Go through the lines below and transcribe each one exactly.
** Opening Information provided block **
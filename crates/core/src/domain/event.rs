use chrono::{DateTime, Utc};
use serde::{Deserialize, Serialize};
use sha2::{Digest, Sha256};

use crate::domain::booking::BookingId;
use crate::domain::conversation::{ConversationKey, DateRange, DerivedPrice, Phase};
use crate::domain::message::MessageBody;

#[derive(Clone, Debug, PartialEq, Eq, Hash, Serialize, Deserialize)]
pub struct EventId(pub String);

impl EventId {
    /// Content-addressed id: the same message replayed yields the same ids, so a duplicate
    /// append is rejected by the log instead of producing a second copy.
    pub fn derive(key: &ConversationKey, message_id: &str, sequence: usize) -> Self {
        let mut hasher = Sha256::new();
        hasher.update(key.guest_id.0.as_bytes());
        hasher.update([0x1f]);
        hasher.update(key.property_id.0.as_bytes());
        hasher.update([0x1f]);
        hasher.update(message_id.as_bytes());
        hasher.update([0x1f]);
        hasher.update(sequence.to_be_bytes());
        Self(format!("evt-{:x}", hasher.finalize()))
    }
}

#[derive(Clone, Copy, Debug, PartialEq, Eq, Serialize, Deserialize)]
#[serde(rename_all = "snake_case")]
pub enum Actor {
    Guest,
    Approver,
    System,
}

impl Actor {
    pub fn as_str(&self) -> &'static str {
        match self {
            Self::Guest => "guest",
            Self::Approver => "approver",
            Self::System => "system",
        }
    }

    pub fn parse(raw: &str) -> Option<Self> {
        match raw {
            "guest" => Some(Self::Guest),
            "approver" => Some(Self::Approver),
            "system" => Some(Self::System),
            _ => None,
        }
    }
}

#[derive(Clone, Debug, PartialEq, Eq, Serialize, Deserialize)]
#[serde(tag = "type", rename_all = "snake_case")]
pub enum EventKind {
    MessageReceived {
        body: MessageBody,
    },
    DatesExtracted {
        range: DateRange,
    },
    PriceDerived {
        price: DerivedPrice,
    },
    PhaseChanged {
        from: Phase,
        to: Phase,
    },
    PaymentPromptAsked,
    PaymentInstructionsShown,
    IntakeFieldsMerged {
        screenshot_ref: Option<String>,
        payer_name: Option<String>,
        payer_bank: Option<String>,
    },
    IntakeCompleted,
    ApprovalRequested {
        booking_id: BookingId,
        approver_id: String,
    },
    BookingConfirmed {
        booking_id: BookingId,
    },
    BookingCancelled {
        booking_id: BookingId,
        reason: Option<String>,
    },
    /// A rejected attempt releases the slot; evidence and prompt guards start over.
    AttemptReset,
}

impl EventKind {
    pub fn name(&self) -> &'static str {
        match self {
            Self::MessageReceived { .. } => "message_received",
            Self::DatesExtracted { .. } => "dates_extracted",
            Self::PriceDerived { .. } => "price_derived",
            Self::PhaseChanged { .. } => "phase_changed",
            Self::PaymentPromptAsked => "payment_prompt_asked",
            Self::PaymentInstructionsShown => "payment_instructions_shown",
            Self::IntakeFieldsMerged { .. } => "intake_fields_merged",
            Self::IntakeCompleted => "intake_completed",
            Self::ApprovalRequested { .. } => "approval_requested",
            Self::BookingConfirmed { .. } => "booking_confirmed",
            Self::BookingCancelled { .. } => "booking_cancelled",
            Self::AttemptReset => "attempt_reset",
        }
    }
}

#[derive(Clone, Debug, PartialEq, Eq, Serialize, Deserialize)]
pub struct ConversationEvent {
    pub id: EventId,
    pub key: ConversationKey,
    pub message_id: String,
    pub actor: Actor,
    pub occurred_at: DateTime<Utc>,
    pub kind: EventKind,
}

/// Collects the events one turn produces so they share a message id and get stable,
/// sequential ids.
#[derive(Clone, Debug)]
pub struct EventBatch {
    key: ConversationKey,
    message_id: String,
    actor: Actor,
    occurred_at: DateTime<Utc>,
    events: Vec<ConversationEvent>,
}

impl EventBatch {
    pub fn new(
        key: ConversationKey,
        message_id: impl Into<String>,
        actor: Actor,
        occurred_at: DateTime<Utc>,
    ) -> Self {
        Self { key, message_id: message_id.into(), actor, occurred_at, events: Vec::new() }
    }

    pub fn push(&mut self, kind: EventKind) -> &ConversationEvent {
        let sequence = self.events.len();
        self.events.push(ConversationEvent {
            id: EventId::derive(&self.key, &self.message_id, sequence),
            key: self.key.clone(),
            message_id: self.message_id.clone(),
            actor: self.actor,
            occurred_at: self.occurred_at,
            kind,
        });
        &self.events[sequence]
    }

    pub fn events(&self) -> &[ConversationEvent] {
        &self.events
    }

    pub fn is_empty(&self) -> bool {
        self.events.is_empty()
    }

    pub fn into_events(self) -> Vec<ConversationEvent> {
        self.events
    }
}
** Closing Information provided block **
## Result for this exercise
filename crates/core/src/domain/event.rs
use chrono::{DateTime, Utc};
use serde::{Deserialize, Serialize};
use sha2::{Digest, Sha256};

use crate::domain::booking::BookingId;
use crate::domain::conversation::{ConversationKey, DateRange, DerivedPrice, Phase};
use crate::domain::message::MessageBody;

#[derive(Clone, Debug, PartialEq, Eq, Hash, Serialize, Deserialize)]
pub struct EventId(pub String);

impl EventId {
    /// Content-addressed id: the same message replayed yields the same ids, so a duplicate
    /// append is rejected by the log instead of producing a second copy.
    pub fn derive(key: &ConversationKey, message_id: &str, sequence: usize) -> Self {
        let mut hasher = Sha256::new();
        hasher.update(key.guest_id.0.as_bytes());
        hasher.update([0x1f]);
        hasher.update(key.property_id.0.as_bytes());
        hasher.update([0x1f]);
        hasher.update(message_id.as_bytes());
        hasher.update([0x1f]);
        hasher.update(sequence.to_be_bytes());
        Self(format!("evt-{:x}", hasher.finalize()))
    }
}

#[derive(Clone, Copy, Debug, PartialEq, Eq, Serialize, Deserialize)]
#[serde(rename_all = "snake_case")]
pub enum Actor {
    Guest,
    Approver,
    System,
}

impl Actor {
    pub fn as_str(&self) -> &'static str {
        match self {
            Self::Guest => "guest",
            Self::Approver => "approver",
            Self::System => "system",
        }
    }

    pub fn parse(raw: &str) -> Option<Self> {
        match raw {
            "guest" => Some(Self::Guest),
            "approver" => Some(Self::Approver),
            "system" => Some(Self::System),
            _ => None,
        }
    }
}

#[derive(Clone, Debug, PartialEq, Eq, Serialize, Deserialize)]
#[serde(tag = "type", rename_all = "snake_case")]
pub enum EventKind {
    MessageReceived {
        body: MessageBody,
    },
    DatesExtracted {
        range: DateRange,
    },
    PriceDerived {
        price: DerivedPrice,
    },
    PhaseChanged {
        from: Phase,
        to: Phase,
    },
    PaymentPromptAsked,
    PaymentInstructionsShown,
    IntakeFieldsMerged {
        screenshot_ref: Option<String>,
        payer_name: Option<String>,
        payer_bank: Option<String>,
    },
    IntakeCompleted,
    ApprovalRequested {
        booking_id: BookingId,
        approver_id: String,
    },
    BookingConfirmed {
        booking_id: BookingId,
    },
    BookingCancelled {
        booking_id: BookingId,
        reason: Option<String>,
    },
    /// A rejected attempt releases the slot; evidence and prompt guards start over.
    AttemptReset,
}

impl EventKind {
    pub fn name(&self) -> &'static str {
        match self {
            Self::MessageReceived { .. } => "message_received",
            Self::DatesExtracted { .. } => "dates_extracted",
            Self::PriceDerived { .. } => "price_derived",
            Self::PhaseChanged { .. } => "phase_changed",
            Self::PaymentPromptAsked => "payment_prompt_asked",
            Self::PaymentInstructionsShown => "payment_instructions_shown",
            Self::IntakeFieldsMerged { .. } => "intake_fields_merged",
            Self::IntakeCompleted => "intake_completed",
            Self::ApprovalRequested { .. } => "approval_requested",
            Self::BookingConfirmed { .. } => "booking_confirmed",
            Self::BookingCancelled { .. } => "booking_cancelled",
            Self::AttemptReset => "attempt_reset",
        }
    }
}

#[derive(Clone, Debug, PartialEq, Eq, Serialize, Deserialize)]
pub struct ConversationEvent {
    pub id: EventId,
    pub key: ConversationKey,
    pub message_id: String,
    pub actor: Actor,
    pub occurred_at: DateTime<Utc>,
    pub kind: EventKind,
}

/// Collects the events one turn produces so they share a message id and get stable,
/// sequential ids.
#[derive(Clone, Debug)]
pub struct EventBatch {
    key: ConversationKey,
    message_id: String,
    actor: Actor,
    occurred_at: DateTime<Utc>,
    events: Vec<ConversationEvent>,
}

impl EventBatch {
    pub fn new(
        key: ConversationKey,
        message_id: impl Into<String>,
        actor: Actor,
        occurred_at: DateTime<Utc>,
    ) -> Self {
        Self { key, message_id: message_id.into(), actor, occurred_at, events: Vec::new() }
    }

    pub fn push(&mut self, kind: EventKind) -> &ConversationEvent {
        let sequence = self.events.len();
        self.events.push(ConversationEvent {
            id: EventId::derive(&self.key, &self.message_id, sequence),
            key: self.key.clone(),
            message_id: self.message_id.clone(),
            actor: self.actor,
            occurred_at: self.occurred_at,
            kind,
        });
        &self.events[sequence]
    }

    pub fn events(&self) -> &[ConversationEvent] {
        &self.events
    }

    pub fn is_empty(&self) -> bool {
        self.events.is_empty()
    }

    pub fn into_events(self) -> Vec<ConversationEvent> {
        self.events
    }
}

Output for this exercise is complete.